Page:Emile Zola - Au bonheur des dames.djvu/295

La bibliothèque libre.
Cette page a été validée par deux contributeurs.
295
AU BONHEUR DES DAMES.

— Non, merci, je n’ai besoin de rien, déclara madame Marty.

Mais il sentit que sa voix mollissait, il l’attaqua plus rudement, en lui mettant sous les yeux les gants brodés ; et elle fut sans force, elle en acheta une paire. Puis, comme madame de Boves la regardait avec un sourire, elle rougit.

— Hein ? suis-je enfant ?… Si je ne me dépêche pas de prendre mon lacet et de me sauver, je suis perdue.

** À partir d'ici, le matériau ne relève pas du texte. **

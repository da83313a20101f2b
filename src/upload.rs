use std::path::{Path, PathBuf};
use std::sync::mpsc::{self, Receiver, TryRecvError};
use std::thread;

use anyhow::anyhow;

use crate::data::loader;
use crate::data::model::{MetricRecord, Observation};

// ---------------------------------------------------------------------------
// Background file loading
// ---------------------------------------------------------------------------

/// Which half of the dataset a file provides.
#[derive(Debug, Clone, Copy, PartialEq, Eq)]
pub enum UploadKind {
    Predictions,
    Metrics,
}

#[derive(Debug, Clone, PartialEq, Eq)]
pub struct UploadRequest {
    pub kind: UploadKind,
    pub path: PathBuf,
    pub max_bytes: u64,
}

#[derive(Debug)]
pub enum UploadPayload {
    Observations(Vec<Observation>),
    Metrics(Vec<MetricRecord>),
}

/// Result of a finished load, paired with what was asked for.
#[derive(Debug)]
pub struct UploadOutcome {
    pub request: UploadRequest,
    pub result: anyhow::Result<UploadPayload>,
}

#[derive(Debug, thiserror::Error)]
pub enum UploadError {
    #[error("a load of {} is already in progress", .0.display())]
    InFlight(PathBuf),
    #[error("failed to start loader thread: {0}")]
    Spawn(#[from] std::io::Error),
}

impl UploadRequest {
    fn run(&self) -> anyhow::Result<UploadPayload> {
        match self.kind {
            UploadKind::Predictions => {
                loader::load_observations(&self.path, self.max_bytes).map(UploadPayload::Observations)
            }
            UploadKind::Metrics => {
                loader::load_metrics(&self.path, self.max_bytes).map(UploadPayload::Metrics)
            }
        }
    }
}

struct Pending {
    request: UploadRequest,
    rx: Receiver<UploadOutcome>,
}

/// Runs at most one load at a time on a worker thread.
#[derive(Default)]
pub struct UploadTracker {
    pending: Option<Pending>,
}

impl UploadTracker {
    pub fn is_pending(&self) -> bool {
        self.pending.is_some()
    }

    pub fn pending_path(&self) -> Option<&Path> {
        self.pending.as_ref().map(|p| p.request.path.as_path())
    }

    /// Start loading `request` in the background. Refused while another
    /// load has not been collected by [`poll`](Self::poll) yet.
    pub fn start(&mut self, request: UploadRequest) -> Result<(), UploadError> {
        if let Some(p) = &self.pending {
            return Err(UploadError::InFlight(p.request.path.clone()));
        }

        let (tx, rx) = mpsc::channel();
        let job = request.clone();
        thread::Builder::new()
            .name("dataset-loader".into())
            .spawn(move || {
                let result = job.run();
                // The receiver is gone only if the app is shutting down.
                let _ = tx.send(UploadOutcome {
                    request: job,
                    result,
                });
            })?;

        log::info!("Loading {:?} from {}", request.kind, request.path.display());
        self.pending = Some(Pending { request, rx });
        Ok(())
    }

    /// Collect a finished load, if any. Non-blocking; call once per frame.
    pub fn poll(&mut self) -> Option<UploadOutcome> {
        let pending = self.pending.as_ref()?;
        let outcome = match pending.rx.try_recv() {
            Ok(outcome) => outcome,
            Err(TryRecvError::Empty) => return None,
            Err(TryRecvError::Disconnected) => UploadOutcome {
                request: pending.request.clone(),
                result: Err(anyhow!("loader thread exited without a result")),
            },
        };
        self.pending = None;
        Some(outcome)
    }
}
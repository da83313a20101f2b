use std::fs::File;
use std::io::Read;
use std::path::Path;
use std::sync::Arc;

use anyhow::{bail, ensure, Context, Result};
use arrow::array::{
    Array, AsArray, Date32Array, Float32Array, Float64Array, Int32Array, Int64Array, StringArray,
};
use arrow::datatypes::DataType;
use arrow::record_batch::RecordBatch;
use chrono::NaiveDate;
use parquet::arrow::arrow_reader::ParquetRecordBatchReaderBuilder;
use serde::de::DeserializeOwned;
use serde::Deserialize;

use super::model::{month_start, MetricRecord, Observation, SegmentKey};

/// Upload limit of the original widget.
pub const DEFAULT_MAX_FILE_BYTES: u64 = 10 * 1024 * 1024;

const PARQUET_BATCH_SIZE: usize = 1024;

// ---------------------------------------------------------------------------
// Public entry-points
// ---------------------------------------------------------------------------

/// Load observations (real vs. predicted counts). Dispatch by extension.
///
/// Supported formats:
/// * `.csv`     – header `fecha,provincia,tipo_vehiculo,cantidad_real,cantidad_predicha`
/// * `.json`    – `[{ "fecha": "2025-01-01", "provincia": ..., ... }, ...]`
/// * `.parquet` – same column names (recommended for large exports)
///
/// The result is stable-sorted by month.
pub fn load_observations(path: &Path, max_bytes: u64) -> Result<Vec<Observation>> {
    check_size(path, max_bytes)?;

    let mut observations = match extension(path).as_str() {
        "csv" => read_csv_rows::<ObservationRow>(path)?
            .into_iter()
            .enumerate()
            .map(|(i, row)| row.validate(i))
            .collect::<Result<Vec<_>>>()?,
        "json" => read_json_rows::<ObservationRow>(path)?
            .into_iter()
            .enumerate()
            .map(|(i, row)| row.validate(i))
            .collect::<Result<Vec<_>>>()?,
        "parquet" | "pq" => load_parquet_observations(path, PARQUET_BATCH_SIZE)?,
        other => bail!("Unsupported file extension: .{other}"),
    };

    observations.sort_by_key(|o| o.date);
    Ok(observations)
}
use eframe::egui::{RichText, Ui};
use egui_plot::{GridMark, Legend, Line, LineStyle, Plot, PlotPoints, Points};

use crate::color::series_colors;
use crate::data::series::ChartPoint;
use crate::state::AppState;

// ---------------------------------------------------------------------------
// Prediction chart (central panel)
// ---------------------------------------------------------------------------

/// Label of the chart point nearest to `x`, if `x` sits on a point.
fn label_at(points: &[ChartPoint], x: f64) -> Option<&str> {
    let rounded = x.round();
    if (x - rounded).abs() > 1e-6 || rounded < 0.0 {
        return None;
    }
    points.get(rounded as usize).map(|p| p.label.as_str())
}

/// Render the real vs. predicted chart for the filtered observations.
pub fn prediction_plot(ui: &mut Ui, state: &AppState) {
    ui.heading("Predictions vs. actual values");
    if let Some(province) = state.filter.province() {
        let subtitle = match state.filter.vehicle_type() {
            Some(t) => format!("{province} - {t}"),
            None => province.to_string(),
        };
        ui.label(RichText::new(subtitle).weak());
    }

    if state.chart_points.is_empty() {
        ui.centered_and_justified(|ui: &mut Ui| {
            ui.label(
                "No data for the selected filters.\n\
                 Adjust the filters or open a predictions file (File → Open predictions…)",
            );
        });
        return;
    }

    let (actual_color, predicted_color) = series_colors();
    let points = &state.chart_points;

    let actual: Vec<[f64; 2]> = points
        .iter()
        .enumerate()
        .map(|(i, p)| [i as f64, p.actual as f64])
        .collect();
    let predicted: Vec<[f64; 2]> = points
        .iter()
        .enumerate()
        .map(|(i, p)| [i as f64, p.predicted as f64])
        .collect();

    let axis_labels = points.clone();
    let hover_labels = points.clone();

    Plot::new("prediction_plot")
        .legend(Legend::default())
        .x_axis_label("Month")
        .y_axis_label("Registrations")
        .x_axis_formatter(move |mark: GridMark, _range| {
            label_at(&axis_labels, mark.value)
                .map(str::to_owned)
                .unwrap_or_default()
        })
        .label_formatter(move |name, value| {
            let month = label_at(&hover_labels, value.x).unwrap_or("");
            if name.is_empty() {
                month.to_string()
            } else {
                format!("{name}\n{month}: {:.0}", value.y)
            }
        })
        .allow_boxed_zoom(true)
        .allow_drag(true)
        .allow_scroll(true)
        .allow_zoom(true)
        .show(ui, |plot_ui| {
            plot_ui.line(
                Line::new(PlotPoints::from(actual.clone()))
                    .name("Real")
                    .color(actual_color)
                    .width(3.0),
            );
            plot_ui.points(
                Points::new(PlotPoints::from(actual))
                    .name("Real")
                    .color(actual_color)
                    .radius(4.0),
            );
            plot_ui.line(
                Line::new(PlotPoints::from(predicted.clone()))
                    .name("Predicted")
                    .color(predicted_color)
                    .style(LineStyle::dashed_loose())
                    .width(3.0),
            );
            plot_ui.points(
                Points::new(PlotPoints::from(predicted))
                    .name("Predicted")
                    .color(predicted_color)
                    .radius(4.0),
            );
        });
}
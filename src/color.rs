use std::collections::BTreeMap;

use eframe::egui::Color32;
use palette::{Hsl, IntoColor, Srgb};

use crate::data::model::SegmentKey;

// ---------------------------------------------------------------------------
// Color palette generator
// ---------------------------------------------------------------------------

/// Generates `n` visually distinct colours using evenly spaced hues,
/// starting at `hue_offset` degrees.
pub fn generate_palette(n: usize, hue_offset: f32) -> Vec<Color32> {
    if n == 0 {
        return Vec::new();
    }
    (0..n)
        .map(|i| {
            let hue = (hue_offset + (i as f32 / n as f32) * 360.0) % 360.0;
            let hsl = Hsl::new(hue, 0.75, 0.55);
            let rgb: Srgb = hsl.into_color();
            Color32::from_rgb(
                (rgb.red * 255.0) as u8,
                (rgb.green * 255.0) as u8,
                (rgb.blue * 255.0) as u8,
            )
        })
        .collect()
}

/// Line colours for the (real, predicted) chart series.
pub fn series_colors() -> (Color32, Color32) {
    let palette = generate_palette(2, 210.0);
    match palette.as_slice() {
        [actual, predicted] => (*actual, *predicted),
        _ => (Color32::LIGHT_BLUE, Color32::ORANGE),
    }
}

// ---------------------------------------------------------------------------
// Color mapping: segment → Color32
// ---------------------------------------------------------------------------

/// Maps each metric segment to a distinct swatch colour.
#[derive(Debug, Clone, Default)]
pub struct SegmentColors {
    mapping: BTreeMap<SegmentKey, Color32>,
}

impl SegmentColors {
    /// Build the map from the segments in the order they are given.
    pub fn new<'a>(segments: impl IntoIterator<Item = &'a SegmentKey>) -> Self {
        let mut unique: Vec<&SegmentKey> = Vec::new();
        for s in segments {
            if !unique.contains(&s) {
                unique.push(s);
            }
        }
        let palette = generate_palette(unique.len(), 0.0);
        let mapping = unique
            .into_iter()
            .zip(palette)
            .map(|(s, c)| (s.clone(), c))
            .collect();
        SegmentColors { mapping }
    }

    /// Look up the colour for a segment; grey for unknown ones.
    pub fn color_for(&self, segment: &SegmentKey) -> Color32 {
        self.mapping.get(segment).copied().unwrap_or(Color32::GRAY)
    }
}
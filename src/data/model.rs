use std::fmt;

use chrono::{Datelike, NaiveDate};

// ---------------------------------------------------------------------------
// SegmentKey – one (province, vehicle type) forecasting stratum
// ---------------------------------------------------------------------------

/// Identifies a forecasting stratum. Each segment has its own model,
/// metrics and observation series.
#[derive(Debug, Clone, PartialEq, Eq, PartialOrd, Ord, Hash)]
pub struct SegmentKey {
    pub province: String,
    pub vehicle_type: String,
}

impl SegmentKey {
    pub fn new(province: impl Into<String>, vehicle_type: impl Into<String>) -> Self {
        Self {
            province: province.into(),
            vehicle_type: vehicle_type.into(),
        }
    }
}

impl fmt::Display for SegmentKey {
    fn fmt(&self, f: &mut fmt::Formatter<'_>) -> fmt::Result {
        write!(f, "{} / {}", self.province, self.vehicle_type)
    }
}

// ---------------------------------------------------------------------------
// MetricRecord – accuracy of one segment's model
// ---------------------------------------------------------------------------

/// Accuracy metrics and tuned hyperparameters for a single segment model.
#[derive(Debug, Clone, PartialEq)]
pub struct MetricRecord {
    pub segment: SegmentKey,
    /// Mean absolute error, non-negative.
    pub mae: f64,
    /// Root mean squared error, non-negative.
    pub rmse: f64,
    /// Strictly positive.
    pub changepoint_prior_scale: f64,
    /// Strictly positive.
    pub fourier_order: u32,
}

// ---------------------------------------------------------------------------
// Observation – one month of one segment
// ---------------------------------------------------------------------------

/// Real vs. predicted registrations for a segment in a given month.
#[derive(Debug, Clone, PartialEq)]
pub struct Observation {
    /// Always the first day of the month.
    pub date: NaiveDate,
    pub segment: SegmentKey,
    pub actual_count: u64,
    pub predicted_count: f64,
}

/// Truncate a date to the first day of its month.
pub fn month_start(date: NaiveDate) -> NaiveDate {
    date.with_day(1).unwrap_or(date)
}

// ---------------------------------------------------------------------------
// Dataset – what a single upload produces
// ---------------------------------------------------------------------------

/// Observations and metrics as handed over by the loader.
///
/// The two collections are independent: metrics may exist for segments with
/// no observations and vice versa.
#[derive(Debug, Clone, Default, PartialEq)]
pub struct Dataset {
    pub observations: Vec<Observation>,
    pub metrics: Vec<MetricRecord>,
}

impl Dataset {
    /// Whether nothing at all is loaded.
    pub fn is_empty(&self) -> bool {
        self.observations.is_empty() && self.metrics.is_empty()
    }

    /// The built-in demo data shown before any upload.
    pub fn demo() -> Self {
        let obs = |y: i32, m: u32, p: &str, t: &str, actual: u64, predicted: f64| Observation {
            date: NaiveDate::from_ymd_opt(y, m, 1).unwrap_or_default(),
            segment: SegmentKey::new(p, t),
            actual_count: actual,
            predicted_count: predicted,
        };
        let metric = |p: &str, t: &str, mae: f64, rmse: f64, cps: f64, fo: u32| MetricRecord {
            segment: SegmentKey::new(p, t),
            mae,
            rmse,
            changepoint_prior_scale: cps,
            fourier_order: fo,
        };

        Dataset {
            observations: vec![
                obs(2025, 1, "CABA", "Auto", 1500, 1480.0),
                obs(2025, 2, "CABA", "Auto", 1600, 1620.0),
                obs(2025, 3, "CABA", "Auto", 1700, 1680.0),
                obs(2025, 1, "Buenos Aires", "Auto", 3500, 3450.0),
                obs(2025, 2, "Buenos Aires", "Auto", 3600, 3620.0),
                obs(2025, 1, "CABA", "Moto", 800, 820.0),
                obs(2025, 2, "CABA", "Moto", 850, 830.0),
            ],
            metrics: vec![
                metric("CABA", "Auto", 25.5, 32.8, 0.1, 15),
                metric("CABA", "Moto", 18.3, 24.1, 0.05, 10),
                metric("Buenos Aires", "Auto", 45.2, 58.6, 0.2, 20),
            ],
        }
    }
}

#[cfg(test)]
mod tests {
    use super::*;

    #[test]
    fn month_start_truncates_day() {
        let d = NaiveDate::from_ymd_opt(2025, 3, 17).unwrap();
        assert_eq!(month_start(d), NaiveDate::from_ymd_opt(2025, 3, 1).unwrap());
    }

    #[test]
    fn demo_dataset_has_both_collections() {
        let ds = Dataset::demo();
        assert_eq!(ds.observations.len(), 7);
        assert_eq!(ds.metrics.len(), 3);
        assert!(!ds.is_empty());
        assert!(Dataset::default().is_empty());
    }

    #[test]
    fn segment_key_display() {
        assert_eq!(SegmentKey::new("CABA", "Moto").to_string(), "CABA / Moto");
    }
}
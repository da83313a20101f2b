use chrono::{Datelike, NaiveDate};

use super::filter::SegmentFilter;
use super::model::Observation;

/// es-AR short month names, January first.
const MONTHS_ES: [&str; 12] = [
    "ene", "feb", "mar", "abr", "may", "jun", "jul", "ago", "sept", "oct", "nov", "dic",
];

// ---------------------------------------------------------------------------
// Chart projection of the observation series
// ---------------------------------------------------------------------------

/// One point of the real-vs-predicted chart.
#[derive(Debug, Clone, PartialEq)]
pub struct ChartPoint {
    pub label: String,
    pub actual: u64,
    pub predicted: i64,
}

/// Observations passing `filter`, in input order.
pub fn filter_series<'a>(
    observations: &'a [Observation],
    filter: &SegmentFilter,
) -> Vec<&'a Observation> {
    observations
        .iter()
        .filter(|o| filter.matches(&o.segment))
        .collect()
}

/// Human month/year label, e.g. `ene 2025`.
pub fn month_label(date: NaiveDate) -> String {
    let month = MONTHS_ES[date.month0() as usize];
    format!("{month} {}", date.year())
}

/// Project observations onto chart points.
///
/// Does not sort: callers pass observations already in chronological order.
pub fn to_chart_points(observations: &[&Observation]) -> Vec<ChartPoint> {
    observations
        .iter()
        .map(|o| ChartPoint {
            label: month_label(o.date),
            actual: o.actual_count,
            predicted: o.predicted_count.round() as i64,
        })
        .collect()
}
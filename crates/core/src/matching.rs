//! The match predicate: does a candidate describe the same work?
//!
//! A fixed ladder of rules, first decisive rule wins. Identifier overlap
//! decides positively, structural disagreements veto, and finally the
//! title and author gates compare fuzzy text. The ladder is pure apart
//! from delegating format equivalence to the format mapper.

use bibdedup_formats::{MetadataView, Record};
use bibdedup_filters::{author_match, normalize};
use tracing::debug;

/// Titles and authors are compared on at most this many characters
pub const COMPARE_MAX_CHARS: usize = 255;

/// Title distance percentage at or above which the pair is rejected
pub const TITLE_DISTANCE_VETO: f64 = 10.0;

/// Author distance percentage above which the pair is rejected
pub const AUTHOR_DISTANCE_VETO: f64 = 20.0;

/// Largest tolerated page-count difference
pub const PAGE_COUNT_TOLERANCE: u32 = 10;

/// Maps a source-declared format to its canonical target format
///
/// Two records whose raw formats differ still pass the format rule when
/// their sources map both formats to the same target.
pub trait FormatMapper: Send + Sync {
    fn map_format(&self, source_id: &str, format: &str) -> String;
}

/// Mapper that leaves every format unchanged
#[derive(Debug, Default, Clone)]
pub struct IdentityFormatMapper;

impl FormatMapper for IdentityFormatMapper {
    fn map_format(&self, _source_id: &str, format: &str) -> String {
        format.to_string()
    }
}

/// Decide whether two records describe the same work
///
/// `subject_view` and `candidate_view` must be views over the records'
/// current payloads. Rules short-circuit in order:
///
/// 1. shared ISBN matches
/// 2. shared unique id matches
/// 3. disjoint ISSN sets veto
/// 4. unmappable format difference vetoes
/// 5. differing publication years veto
/// 6. page counts more than [`PAGE_COUNT_TOLERANCE`] apart veto
/// 7. differing series ISSN or numbering vetoes
/// 8. the title gate vetoes on empty or distant titles
/// 9. the author gate vetoes on one-sided or distant authors
/// 10. anything left matches
pub fn records_match(
    subject: &Record,
    subject_view: &dyn MetadataView,
    candidate: &Record,
    candidate_view: &dyn MetadataView,
    mapper: &dyn FormatMapper,
) -> bool {
    // Rules 1-2: identifier overlap decides immediately
    if intersects(&subject_view.isbns(), &candidate_view.isbns()) {
        debug!("{} matches {} on shared ISBN", subject.id, candidate.id);
        return true;
    }
    if intersects(&subject_view.unique_ids(), &candidate_view.unique_ids()) {
        debug!("{} matches {} on shared unique id", subject.id, candidate.id);
        return true;
    }

    // Rule 3: disjoint ISSN sets
    let subject_issns = subject_view.issns();
    let candidate_issns = candidate_view.issns();
    if !subject_issns.is_empty()
        && !candidate_issns.is_empty()
        && !intersects(&subject_issns, &candidate_issns)
    {
        return false;
    }

    // Rule 4: format difference the mapper cannot reconcile
    let subject_format = subject_view.format();
    let candidate_format = candidate_view.format();
    if subject_format != candidate_format {
        let mapped_subject = mapper.map_format(&subject.source_id, &subject_format);
        let mapped_candidate = mapper.map_format(&candidate.source_id, &candidate_format);
        if mapped_subject != mapped_candidate {
            return false;
        }
    }

    // Rule 5: publication year
    if let (Some(subject_year), Some(candidate_year)) = (
        subject_view.publication_year(),
        candidate_view.publication_year(),
    ) {
        if subject_year != candidate_year {
            return false;
        }
    }

    // Rule 6: page count
    if let (Some(subject_pages), Some(candidate_pages)) =
        (subject_view.page_count(), candidate_view.page_count())
    {
        if subject_pages.abs_diff(candidate_pages) > PAGE_COUNT_TOLERANCE {
            return false;
        }
    }

    // Rule 7: series
    if let (Some(subject_series), Some(candidate_series)) =
        (subject_view.series_issn(), candidate_view.series_issn())
    {
        if subject_series != candidate_series {
            return false;
        }
    }
    if let (Some(subject_numbering), Some(candidate_numbering)) = (
        subject_view.series_numbering(),
        candidate_view.series_numbering(),
    ) {
        if subject_numbering != candidate_numbering {
            return false;
        }
    }

    // Rule 8: title gate
    let subject_title = truncate_chars(&subject_view.title(true), COMPARE_MAX_CHARS);
    let candidate_title = truncate_chars(&candidate_view.title(true), COMPARE_MAX_CHARS);
    if subject_title.is_empty() || candidate_title.is_empty() {
        return false;
    }
    if distance_percentage(&subject_title, &candidate_title) >= TITLE_DISTANCE_VETO {
        return false;
    }

    // Rule 9: author gate
    let subject_author = normalize(&subject_view.main_author());
    let candidate_author = normalize(&candidate_view.main_author());
    match (subject_author.is_empty(), candidate_author.is_empty()) {
        (true, false) | (false, true) => return false,
        (false, false) => {
            if !author_match(&subject_author, &candidate_author) {
                let subject_author = truncate_chars(&subject_author, COMPARE_MAX_CHARS);
                let candidate_author = truncate_chars(&candidate_author, COMPARE_MAX_CHARS);
                if distance_percentage(&subject_author, &candidate_author)
                    > AUTHOR_DISTANCE_VETO
                {
                    return false;
                }
            }
        }
        (true, true) => {}
    }

    debug!(
        "{} matches {} on structural and fuzzy comparison",
        subject.id, candidate.id
    );
    true
}

fn intersects(a: &[String], b: &[String]) -> bool {
    a.iter().any(|value| b.contains(value))
}

fn truncate_chars(text: &str, max_chars: usize) -> String {
    text.chars().take(max_chars).collect()
}

/// Levenshtein distance as a percentage of the subject length
fn distance_percentage(subject: &str, candidate: &str) -> f64 {
    let distance = strsim::levenshtein(subject, candidate);
    100.0 * distance as f64 / subject.chars().count() as f64
}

Par malheur, il y avait, à la mercerie, un encombrement tel, qu’elle ne put se faire servir. Toutes deux attendaient depuis dix minutes, et elles s’irritaient, lorsque la rencontre de madame Bourdelais et de ses trois enfants, les occupa. Cette dernière expliquait de son air tranquille de jolie femme pratique, qu’elle avait voulu montrer ça aux petits. Madeleine avait dix ans, Edmond huit, Lucien quatre ; et ils riaient d’aise, c’était une partie à bon compte, promise depuis longtemps.

— Elles sont drôles, je vais acheter une ombrelle rouge, dit tout d’un coup madame Marty, qui piétinait, impatientée de rester là, à ne rien faire.

Elle en choisit une de quatorze francs cinquante. Madame Bourdelais, après avoir suivi l’achat d’un regard de blâme, lui dit amicalement :

— Vous avez bien tort de vous presser. Dans un mois, vous l’auriez eue pour dix francs… Ce n’est pas moi qu’ils attraperont !

Et elle fit toute une théorie de bonne ménagère. Puisque les magasins baissaient les prix, il n’y avait qu’à attendre. Elle ne voulait pas être exploitée par eux, c’était elle qui profitait de leurs véritables occasions. Même elle y apportait une lutte de malice, elle se vantait de ne leur avoir jamais laissé un sou de gain.